I'm a chronic procrastubater myself. Thanks for taking the time to create this Jordan.

@hazardousharmonies

Another Jordan classic - great learning material as always! Thank you Sir!

@technical3446

One of the alternatives will be to have a job execution table, and the scheduler creates an entry here for a job. The scheduler based on the information about various executors will assign the  job to a specific executor. Then there is a scheduler agent lib running on the executor which will scan the job execution table to execute the jobs that are assigned against that executor ID. This is very similar to how kubernetes foes pod scheduling. One significant benefit of this approach is that the scheduler can be very sophisticated, as he has the full view of worker state and that job backlog.

@sumeet2707

Thank you Jordan! This is the best video I have seen on this topic ❤

@ajayreddy9176

Basically Jenkins master and slave set up deployed on Kubernetes for scalability

@kevinding0218

Thank you, Jordan!

I still have some clarifications to get a better understanding:

1. What does "step" mean in the context of updating the run_timestamp each time we process the job? For example, if we update the job's run_timestamp from 2:01 to 2:06, is this just a one-time update, or do we continue to update it at subsequent steps, say from 2:06 to 2:11?

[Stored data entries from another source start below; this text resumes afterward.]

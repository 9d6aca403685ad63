//! Session and chunk state.
//!
//! A session is one conversation: an ordered map of uploaded audio chunks,
//! each carrying its own status flags for the convert and transcribe stages,
//! plus the categorization output derived from the assembled transcript.
//! Chunk indices are assigned by the uploader; once a chunk tagged `final`
//! has arrived the index set is expected to be contiguous from zero, and any
//! gap is reported as a missing chunk.

mod registry;

pub use registry::{CategorizeCandidate, IngestError, IngestReceipt, SessionRegistry};

use std::collections::BTreeMap;
use std::path::PathBuf;

use chrono::{DateTime, Utc};
use serde::{Deserialize, Serialize};

use crate::pipeline::StageKind;

/// Positional role of an uploaded chunk.
#[derive(Debug, Clone, Copy, PartialEq, Eq, Serialize, Deserialize)]
#[serde(rename_all = "lowercase")]
pub enum ChunkKind {
    First,
    Middle,
    Final,
}

/// Status of a chunk within one pipeline stage.
///
/// `Failed` is terminal: the scheduler never re-selects a failed chunk, but
/// the status (and the error that caused it) stays visible in snapshots so a
/// caller can decide to re-ingest the audio under a new index.
#[derive(Debug, Clone, PartialEq, Eq, Serialize, Deserialize)]
#[serde(rename_all = "snake_case", tag = "status")]
pub enum StageStatus {
    Pending,
    Done,
    Failed { error: String },
}

impl StageStatus {
    pub fn is_pending(&self) -> bool {
        matches!(self, StageStatus::Pending)
    }

    pub fn is_done(&self) -> bool {
        matches!(self, StageStatus::Done)
    }

    pub fn is_failed(&self) -> bool {
        matches!(self, StageStatus::Failed { .. })
    }
}

/// One uploaded audio chunk and its progress through the pipeline.
#[derive(Debug, Clone, Serialize, Deserialize)]
pub struct Chunk {
    /// Where the transport layer stored the uploaded bytes.
    pub source_path: PathBuf,
    /// Original upload file name (for logs and snapshots).
    pub file_name: String,
    pub kind: ChunkKind,
    pub convert: StageStatus,
    /// Set when convert completes.
    pub wav_path: Option<PathBuf>,
    pub transcribe: StageStatus,
    /// Set only when transcribe completes.
    pub transcript: Option<String>,
}

impl Chunk {
    fn new(source_path: PathBuf, file_name: String, kind: ChunkKind) -> Self {
        Self {
            source_path,
            file_name,
            kind,
            convert: StageStatus::Pending,
            wav_path: None,
            transcribe: StageStatus::Pending,
            transcript: None,
        }
    }

    pub fn status(&self, stage: StageKind) -> &StageStatus {
        match stage {
            StageKind::Convert => &self.convert,
            StageKind::Transcribe => &self.transcribe,
        }
    }
}

/// A categorization prompt window and the model's answer for it.
///
/// `result` is `None` when the categorizer gave up on the window. Segments
/// are immutable once produced; re-categorization replaces the whole list.
#[derive(Debug, Clone, PartialEq, Eq, Serialize, Deserialize)]
pub struct CategorySegment {
    pub prompt: String,
    pub result: Option<String>,
}

/// One conversation: uploaded chunks plus derived pipeline state.
#[derive(Debug, Clone)]
pub struct Session {
    pub id: String,
    /// Chunks keyed by upload index. A `BTreeMap` keeps scans in index
    /// order, which is what makes lowest-index selection deterministic.
    pub chunks: BTreeMap<u32, Chunk>,
    pub final_received: bool,
    pub category_results: Vec<CategorySegment>,
    /// Word count the last categorization pass consumed. Lets the scheduler
    /// skip sessions whose transcript has not grown since.
    pub categorized_words: usize,
    pub created_at: DateTime<Utc>,
}

impl Session {
    pub fn new(id: impl Into<String>) -> Self {
        Self {
            id: id.into(),
            chunks: BTreeMap::new(),
            final_received: false,
            category_results: Vec::new(),
            categorized_words: 0,
            created_at: Utc::now(),
        }
    }

    /// Insert or overwrite the chunk at `index`.
    ///
    /// Duplicate indices are tolerated (at-least-once delivery): the new
    /// payload replaces the old record entirely, resetting its stage flags.
    /// `final_received` is sticky once set.
    pub fn add_chunk(
        &mut self,
        index: u32,
        source_path: PathBuf,
        file_name: String,
        kind: ChunkKind,
    ) {
        self.chunks
            .insert(index, Chunk::new(source_path, file_name, kind));
        if kind == ChunkKind::Final {
            self.final_received = true;
        }
    }

    /// True once the final chunk has arrived and the index set is
    /// `{0..max}` with no gaps.
    pub fn is_complete(&self) -> bool {
        if !self.final_received {
            return false;
        }
        match self.chunks.keys().next_back() {
            Some(&max) => self.chunks.len() as u64 == u64::from(max) + 1,
            None => false,
        }
    }

    /// Sorted list of gaps in the index set, empty until the final chunk
    /// has arrived.
    pub fn missing_chunks(&self) -> Vec<u32> {
        if !self.final_received {
            return Vec::new();
        }
        let Some(&max) = self.chunks.keys().next_back() else {
            return Vec::new();
        };
        (0..=max).filter(|i| !self.chunks.contains_key(i)).collect()
    }

    /// True if any chunk is still pending for `stage`, eligibility aside.
    pub fn has_pending(&self, stage: StageKind) -> bool {
        self.chunks.values().any(|c| c.status(stage).is_pending())
    }

    /// Lowest-indexed chunk that is pending *and eligible* for `stage`.
    ///
    /// Transcription is gated on the chunk's conversion having completed;
    /// a chunk whose convert is pending or failed is skipped over.
    pub fn next_pending(&self, stage: StageKind) -> Option<u32> {
        self.chunks
            .iter()
            .find(|(_, chunk)| {
                chunk.status(stage).is_pending()
                    && match stage {
                        StageKind::Convert => true,
                        StageKind::Transcribe => chunk.convert.is_done(),
                    }
            })
            .map(|(&index, _)| index)
    }

    /// Transcripts of all transcribed chunks, joined in index order.
    pub fn transcript_text(&self) -> String {
        let parts: Vec<&str> = self
            .chunks
            .values()
            .filter(|c| c.transcribe.is_done())
            .filter_map(|c| c.transcript.as_deref())
            .collect();
        parts.join(" ")
    }

    pub fn snapshot(&self) -> SessionSnapshot {
        SessionSnapshot {
            session_id: self.id.clone(),
            created_at: self.created_at,
            final_received: self.final_received,
            complete: self.is_complete(),
            missing_chunks: self.missing_chunks(),
            chunks: self
                .chunks
                .iter()
                .map(|(&index, chunk)| ChunkSnapshot {
                    index,
                    file_name: chunk.file_name.clone(),
                    kind: chunk.kind,
                    convert: chunk.convert.clone(),
                    transcribe: chunk.transcribe.clone(),
                    transcript: chunk.transcript.clone(),
                })
                .collect(),
            category_results: self.category_results.clone(),
        }
    }

    pub fn summary(&self) -> SessionSummary {
        SessionSummary {
            session_id: self.id.clone(),
            chunk_count: self.chunks.len(),
            converted_count: self.chunks.values().filter(|c| c.convert.is_done()).count(),
            transcribed_count: self
                .chunks
                .values()
                .filter(|c| c.transcribe.is_done())
                .count(),
            failed_count: self
                .chunks
                .values()
                .filter(|c| c.convert.is_failed() || c.transcribe.is_failed())
                .count(),
            transcripts: self.chunks.values().map(|c| c.transcript.clone()).collect(),
            category_results: self.category_results.clone(),
        }
    }
}

/// Read-only view of one chunk for the transport layer.
#[derive(Debug, Clone, Serialize)]
pub struct ChunkSnapshot {
    pub index: u32,
    pub file_name: String,
    pub kind: ChunkKind,
    pub convert: StageStatus,
    pub transcribe: StageStatus,
    pub transcript: Option<String>,
}

/// Read-only view of one session for the transport layer.
#[derive(Debug, Clone, Serialize)]
pub struct SessionSnapshot {
    pub session_id: String,
    pub created_at: DateTime<Utc>,
    pub final_received: bool,
    pub complete: bool,
    pub missing_chunks: Vec<u32>,
    pub chunks: Vec<ChunkSnapshot>,
    pub category_results: Vec<CategorySegment>,
}

/// Aggregate counts for one session, for the status-all listing.
#[derive(Debug, Clone, Serialize)]
pub struct SessionSummary {
    pub session_id: String,
    pub chunk_count: usize,
    pub converted_count: usize,
    pub transcribed_count: usize,
    /// Chunks that failed in either stage.
    pub failed_count: usize,
    /// Per-chunk transcripts in index order (`None` until transcribed).
    pub transcripts: Vec<Option<String>>,
    pub category_results: Vec<CategorySegment>,
}

#[cfg(test)]
mod tests {
    use super::*;

    fn chunk_args(n: u32) -> (PathBuf, String) {
        (
            PathBuf::from(format!("uploads/chunk{n}.webm")),
            format!("chunk{n}.webm"),
        )
    }

    fn session_with(indices: &[u32], final_at: Option<u32>) -> Session {
        let mut session = Session::new("s1");
        for &i in indices {
            let (path, name) = chunk_args(i);
            let kind = if Some(i) == final_at {
                ChunkKind::Final
            } else if i == 0 {
                ChunkKind::First
            } else {
                ChunkKind::Middle
            };
            session.add_chunk(i, path, name, kind);
        }
        session
    }

    #[test]
    fn incomplete_without_final_chunk() {
        let session = session_with(&[0, 1, 2], None);
        assert!(!session.is_complete());
        assert!(session.missing_chunks().is_empty());
    }

    #[test]
    fn complete_when_contiguous_through_final() {
        let session = session_with(&[0, 1, 2], Some(2));
        assert!(session.is_complete());
        assert!(session.missing_chunks().is_empty());
    }

    #[test]
    fn missing_chunks_are_the_sorted_gap_set() {
        let session = session_with(&[0, 2, 5], Some(5));
        assert!(!session.is_complete());
        assert_eq!(session.missing_chunks(), vec![1, 3, 4]);
    }

    #[test]
    fn duplicate_ingest_overwrites_without_error() {
        let mut session = session_with(&[0, 1], Some(1));
        session.chunks.get_mut(&1).unwrap().convert = StageStatus::Done;

        let (path, _) = chunk_args(1);
        session.add_chunk(1, path, "retry.webm".into(), ChunkKind::Middle);

        let replaced = &session.chunks[&1];
        assert_eq!(replaced.file_name, "retry.webm");
        // The replacement payload has not been converted yet.
        assert!(replaced.convert.is_pending());
        // final_received is sticky even though the overwrite was not final.
        assert!(session.final_received);
        assert!(session.is_complete());
    }

    #[test]
    fn next_pending_picks_lowest_index() {
        let mut session = session_with(&[0, 1, 2], Some(2));
        session.chunks.get_mut(&0).unwrap().convert = StageStatus::Done;
        assert_eq!(session.next_pending(StageKind::Convert), Some(1));
    }

    #[test]
    fn failed_chunk_is_never_reselected() {
        let mut session = session_with(&[0, 1], Some(1));
        session.chunks.get_mut(&0).unwrap().convert = StageStatus::Failed {
            error: "bad input".into(),
        };
        assert_eq!(session.next_pending(StageKind::Convert), Some(1));
        session.chunks.get_mut(&1).unwrap().convert = StageStatus::Done;
        assert_eq!(session.next_pending(StageKind::Convert), None);
        assert!(!session.has_pending(StageKind::Convert));
    }

    #[test]
    fn transcribe_requires_convert_done() {
        let mut session = session_with(&[0, 1, 2], Some(2));
        // 0: convert pending, 1: convert failed, 2: convert done.
        session.chunks.get_mut(&1).unwrap().convert = StageStatus::Failed {
            error: "unsupported".into(),
        };
        session.chunks.get_mut(&2).unwrap().convert = StageStatus::Done;
        assert_eq!(session.next_pending(StageKind::Transcribe), Some(2));
    }

    #[test]
    fn transcript_text_joins_done_chunks_in_index_order() {
        let mut session = session_with(&[0, 1, 2], Some(2));
        for (i, text) in [(2u32, "tail"), (0, "head")] {
            let chunk = session.chunks.get_mut(&i).unwrap();
            chunk.convert = StageStatus::Done;
            chunk.transcribe = StageStatus::Done;
            chunk.transcript = Some(text.to_string());
        }
        // Chunk 1 is still pending and contributes nothing.
        assert_eq!(session.transcript_text(), "head tail");
    }

    #[test]
    fn summary_counts_match_status_flags() {
        let mut session = session_with(&[0, 1, 2, 3], Some(3));
        session.chunks.get_mut(&0).unwrap().convert = StageStatus::Done;
        session.chunks.get_mut(&1).unwrap().convert = StageStatus::Done;
        {
            let chunk = session.chunks.get_mut(&0).unwrap();
            chunk.transcribe = StageStatus::Done;
            chunk.transcript = Some("hello".into());
        }
        session.chunks.get_mut(&2).unwrap().convert = StageStatus::Failed {
            error: "boom".into(),
        };

        let summary = session.summary();
        assert_eq!(summary.chunk_count, 4);
        assert_eq!(summary.converted_count, 2);
        assert_eq!(summary.transcribed_count, 1);
        assert_eq!(summary.failed_count, 1);
        assert_eq!(summary.transcripts[0].as_deref(), Some("hello"));
    }
}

2. I'm struggling to understand the need for the run_timestamp according to "increase the run_ts for reflect how much time we should wait before rescheduling the job".

Especially when we already have a status column. Typically, we can determine which jobs to queue by checking the status field, for example, moving jobs from "READY" to "PROCESSING". For scenarios involving failure and retry, if a job fails and the executor is still operational, we could simply update the status to "FAILED". If the executor fails, it seems another executor pick up the job via a message queue, and handle the status updates accordingly? 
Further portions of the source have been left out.